We'll start with the stuff I didn't like first. Like most survival games there is crafting for shelters, walls, defenses and cooking. Unlike most other survival games that I've played, crafting buildings in this one feels pretty pointless. There are about four buildings that actually matter: Drying Rack, Bonfire, Water Collector, Shelter. Anything that produces light barely matters and you have to constantly feed fuel to the fires to get the initial "overburn" to really see in the darkness - or really far at all.

Walls are fun but we built on an island off the coast of the main island so we basically just started building random stuff for fun since our base never got attacked. Which is real unfortunate because this game has one of the best building systems I've ever played with. The buildings are cumulative so you can build what is basically a blueprint that your friends can collectively dump resources into. And, everyone can see them and since there is a visual blueprint you can actually lay out your base "Blueprint" in full for discussion. What a great idea!

Since it's Environmental Storytelling, you can basically skip all of it until the end while murdering everything along the way. This is what happened to us - we ended up running into the caves to wipe out the natives and just kind of picked up whatever we found - on our way to kill more of the natives. This isn't really the game's fault but more the way we played so beware of missing stuff until the end when you have no choice but to address the story that you don't really understand.

The combat is surprisingly fun and one the better Combat systems in a Survival Game. Ranged weapons are not broken and do not nullify enemies into a shooting range and melee feels really good with trading blows with the Cannibals. This isn't really due to the system being complicated but much more about how well done the animations and the interactions with the Natives themselves: they flee, they try to kind of spook and intimidate you, they call their friends. Enemy and animal variety was pretty good and you get introduced to newer enemies at the right times - at least for us. Learn how to block; you're going to need it.

I mentioned the Night above but it's really a positive: when it's dark it is ♥♥♥♥♥♥♥ dark. Wandering around at night can get you lost really fast. Everything moving around you - leaves, trees, animals - will making you constantly on edge thinking about if you're about to get attacked in the dark. Following enemies in the dark is just hard so you wont know how many there are nor where they ran of to. Running around in the Forest really does feel like moving around in the woods stumbling onto deer and opposing murderhobos while you try and find a stable water supply.

A few annoyances around multiplayer we ran into where one time we died and my friend had to afk to do something else. And, I got stuck in the plane behind him for a full hour - not game time, real life time - since it was impossible to actually get around him to play the game.

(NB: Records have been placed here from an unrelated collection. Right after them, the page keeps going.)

//! Tax overview routes.

use axum::{
    Json, Router,
    extract::{Query, State},
    response::IntoResponse,
    routing::get,
};
use cashdesk_core::provider::{DataSource, DateRange, ProviderError};
use cashdesk_core::tax::{TaxBreakdown, TaxComparison, TaxPeriod, TaxPeriodSummary, TaxService};
use cashdesk_shared::AppError;
use chrono::NaiveDate;
use serde::{Deserialize, Serialize};
use tracing::warn;

use super::combined_source;
use crate::AppState;
use crate::error::{error_response, parse_date};

/// Creates the tax routes.
pub fn routes() -> Router<AppState> {
    Router::new().route("/tax/summary", get(get_tax_summary))
}

// ============================================================================
// Query Parameters
// ============================================================================

/// Query parameters for the tax summary.
#[derive(Debug, Deserialize)]
pub struct TaxSummaryQuery {
    /// First day (`YYYY-MM-DD`); first of the current month when absent.
    pub from: Option<String>,
    /// Last day (`YYYY-MM-DD`); today when absent.
    pub to: Option<String>,
}

// ============================================================================
// Response Types
// ============================================================================

/// Tax summary for a range against the preceding equal-length range.
#[derive(Debug, Serialize)]
#[serde(rename_all = "camelCase")]
pub struct TaxSummaryResponse {
    /// First day.
    pub from: NaiveDate,
    /// Last day.
    pub to: NaiveDate,
    /// Summary for the range.
    pub summary: TaxPeriodSummary,
    /// Summary for the preceding range, when it could be fetched.
    pub previous: Option<TaxPeriodSummary>,
    /// Change against the preceding range.
    pub comparison: TaxComparison,
    /// Month-by-month rows.
    pub breakdown: TaxBreakdown,
    /// From the start of the quarter containing `to`, through `to`.
    pub quarter_to_date: TaxPeriodSummary,
    /// From January 1 of the year containing `to`, through `to`.
    pub year_to_date: TaxPeriodSummary,
    /// Whether the inputs were live or cached.
    pub source: DataSource,
}

// ============================================================================
// Helper Functions
// ============================================================================

fn resolve_range(state: &AppState, query: &TaxSummaryQuery) -> Result<DateRange, AppError> {
    let today = state.today();
    let from = parse_date("from", query.from.as_deref())?
        .unwrap_or_else(|| DateRange::month_of(today).start());
    let to = parse_date("to", query.to.as_deref())?.unwrap_or(today);

    DateRange::new(from, to)
        .ok_or_else(|| AppError::Validation(format!("from {from} is after to {to}")))
}

/// Quarter-to-date and year-to-date summaries ending at `end`.
///
/// The year is the quarter folded together with the earlier quarters of the
/// same year.
fn rollups(
    state: &AppState,
    end: NaiveDate,
) -> Result<(TaxPeriodSummary, TaxPeriodSummary, Vec<DataSource>), AppError> {
    let quarter = DateRange::quarter_of(end);
    let quarter_to_date = quarter.through(end).unwrap_or(DateRange::day(end));
    let current = state.provider.tax_period(quarter_to_date)?;
    let mut sources = vec![current.source];

    let earlier_quarters = quarter
        .start()
        .pred_opt()
        .and_then(|last| DateRange::year_of(end).through(last));
    let earlier = match earlier_quarters {
        Some(range) => {
            let fetched = state.provider.tax_period(range)?;
            sources.push(fetched.source);
            fetched.data
        }
        None => TaxPeriod::default(),
    };

    let quarter_summary = TaxService::summarize(current.data)?;
    let year_summary = TaxService::summarize(current.data.combine(earlier)?)?;
    Ok((quarter_summary, year_summary, sources))
}

// ============================================================================
// Route Handlers
// ============================================================================

/// GET /tax/summary
async fn get_tax_summary(
    State(state): State<AppState>,
    Query(query): Query<TaxSummaryQuery>,
) -> impl IntoResponse {
    let range = match resolve_range(&state, &query) {
        Ok(range) => range,
        Err(e) => return error_response(e),
    };

    let current = match state.provider.tax_period(range) {
        Ok(current) => current,
        Err(e) => return error_response(e),
    };
    let summary = match TaxService::summarize(current.data) {
        Ok(summary) => summary,
        Err(e) => return error_response(e),
    };

    // A missing comparison period degrades to "not applicable".
    let previous = match range.preceding().map(|prev| state.provider.tax_period(prev)) {
        None => None,
        Some(Ok(previous)) => Some(previous),
        Some(Err(ProviderError::Unavailable(reason))) => {
            warn!(%reason, "Previous tax period unavailable");
            None
        }
        Some(Err(e)) => return error_response(e),
    };
    let previous_summary = match previous.as_ref().map(|p| TaxService::summarize(p.data)) {
        None => None,
        Some(Ok(summary)) => Some(summary),
        Some(Err(e)) => return error_response(e),
    };
    let comparison = TaxService::compare_to_previous(&summary, previous_summary.as_ref());

    let rows = match state.provider.tax_breakdown(range) {
        Ok(rows) => rows,
        Err(e) => return error_response(e),
    };
    let breakdown = match TaxService::breakdown(&rows.data) {
        Ok(breakdown) => breakdown,
        Err(e) => return error_response(e),
    };

    let (quarter_to_date, year_to_date, rollup_sources) = match rollups(&state, range.end()) {
        Ok(rollups) => rollups,
        Err(e) => return error_response(e),
    };

    let mut sources = vec![current.source, rows.source];
    sources.extend(previous.map(|p| p.source));
    sources.extend(rollup_sources);

    Json(TaxSummaryResponse {
        from: range.start(),
        to: range.end(),
        summary,
        previous: previous_summary,
        comparison,
        breakdown,
        quarter_to_date,
        year_to_date,
        source: combined_source(&sources),
    })
    .into_response()
}

#[cfg(test)]
mod tests {
    use super::*;
    use crate::store::InMemoryProvider;
    use crate::test_support::{decimal, sale, send, test_state};
    use axum::http::{Method, StatusCode};
    use cashdesk_core::provider::{CashDataProvider, SaleKind, SaleLine, SalesImportBatch};
    use rust_decimal_macros::dec;

    fn app(state: AppState) -> Router {
        Router::new().merge(routes()).with_state(state)
    }

    fn date(y: i32, m: u32, d: u32) -> NaiveDate {
        NaiveDate::from_ymd_opt(y, m, d).unwrap()
    }

    fn seed(store: &InMemoryProvider) {
        store
            .submit_sales_import(SalesImportBatch {
                source: "pos.csv".to_string(),
                lines: vec![
                    sale("INV-1", date(2025, 10, 10), dec!(220000), dec!(33000)),
                    sale("INV-2", date(2025, 11, 10), dec!(250000), dec!(37500)),
                    SaleLine {
                        invoice: "INV-2".to_string(),
                        date: date(2025, 11, 12),
                        taxable: dec!(33333.33),
                        tax: dec!(5000),
                        kind: SaleKind::Return,
                    },
                ],
            })
            .unwrap();
    }

    #[tokio::test]
    async fn test_month_to_date_summary() {
        let (state, store) = test_state();
        seed(&store);

        let (status, json) = send(app(state), Method::GET, "/tax/summary", None).await;

        assert_eq!(status, StatusCode::OK);
        assert_eq!(json["from"], "2025-11-01");
        assert_eq!(json["to"], "2025-11-28");
        assert_eq!(json["summary"]["payable"], "32500");
        assert_eq!(decimal(&json["summary"]["effectiveRate"]), dec!(15));
        assert_eq!(json["breakdown"]["rows"][0]["label"], "November 2025");
        assert_eq!(json["source"], "live");
    }

    #[tokio::test]
    async fn test_comparison_against_preceding_range() {
        let (state, store) = test_state();
        seed(&store);

        let (status, json) = send(
            app(state),
            Method::GET,
            "/tax/summary?from=2025-11-01&to=2025-11-30",
            None,
        )
        .await;

        assert_eq!(status, StatusCode::OK);
        // Preceding range is 2025-10-02..=2025-10-31.
        assert_eq!(json["previous"]["taxable"], "220000");
        assert_eq!(json["comparison"]["taxableChange"]["status"], "change");
        assert_eq!(json["comparison"]["taxableChange"]["percent"], "13.6");
        assert_eq!(json["comparison"]["taxableChange"]["direction"], "up");
        assert_eq!(json["comparison"]["reversedChange"]["status"], "not_applicable");
    }

    #[tokio::test]
    async fn test_quarter_and_year_to_date() {
        let (state, store) = test_state();
        seed(&store);
        store
            .submit_sales_import(SalesImportBatch {
                source: "q1.csv".to_string(),
                lines: vec![sale("INV-0", date(2025, 2, 14), dec!(100000), dec!(15000))],
            })
            .unwrap();

        let (status, json) = send(app(state), Method::GET, "/tax/summary", None).await;

        assert_eq!(status, StatusCode::OK);
        assert_eq!(json["summary"]["taxable"], "250000");
        assert_eq!(json["quarterToDate"]["taxable"], "470000");
        assert_eq!(json["quarterToDate"]["payable"], "65500");
        assert_eq!(json["yearToDate"]["taxable"], "570000");
        assert_eq!(json["yearToDate"]["collected"], "85500");
        assert_eq!(json["yearToDate"]["payable"], "80500");
    }

    #[tokio::test]
    async fn test_rollups_follow_the_range_end() {
        let (state, store) = test_state();
        seed(&store);

        let (status, json) = send(
            app(state),
            Method::GET,
            "/tax/summary?from=2025-09-01&to=2025-09-30",
            None,
        )
        .await;

        assert_eq!(status, StatusCode::OK);
        // Q3 and January through September hold no sales.
        assert_eq!(json["quarterToDate"]["taxable"], "0");
        assert_eq!(json["yearToDate"]["taxable"], "0");
    }

    #[tokio::test]
    async fn test_inverted_range_is_400() {
        let (state, _) = test_state();
        let (status, json) = send(
            app(state),
            Method::GET,
            "/tax/summary?from=2025-11-30&to=2025-11-01",
            None,
        )
        .await;
        assert_eq!(status, StatusCode::BAD_REQUEST);
        assert_eq!(json["error"], "VALIDATION_ERROR");
    }

    #[tokio::test]
    async fn test_empty_range_is_zero_not_error() {
        let (state, _) = test_state();
        let (status, json) = send(app(state), Method::GET, "/tax/summary", None).await;

        assert_eq!(status, StatusCode::OK);
        assert_eq!(json["summary"]["payable"], "0");
        assert!(json["summary"]["effectiveRate"].is_null());
        assert_eq!(json["comparison"]["collectedChange"]["status"], "not_applicable");
    }
}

Another is that the server doesn't actually save the state. You must save your own character at shelters otherwise you lose progress. This makes absolutely no sense at all when we're playing on a server being hosted by someone else. You will lose progress if you don't personally constantly save.


Another was that since we were all doing our own tasks and split up often, some of us didn't end up having all the tools necessary to get to the end of the game. As a five-man group, one of us got stuck behind because of this while we basically tried to finish the game. If you do this then the bad news is that you all have to vote at the end otherwise you can't finish the game. We ended up just watching the endings on Youtube after doing all the work to get to the end.

Also, game works in Linux completely in Proton 6.3-4.
Posted 18 May, 2021.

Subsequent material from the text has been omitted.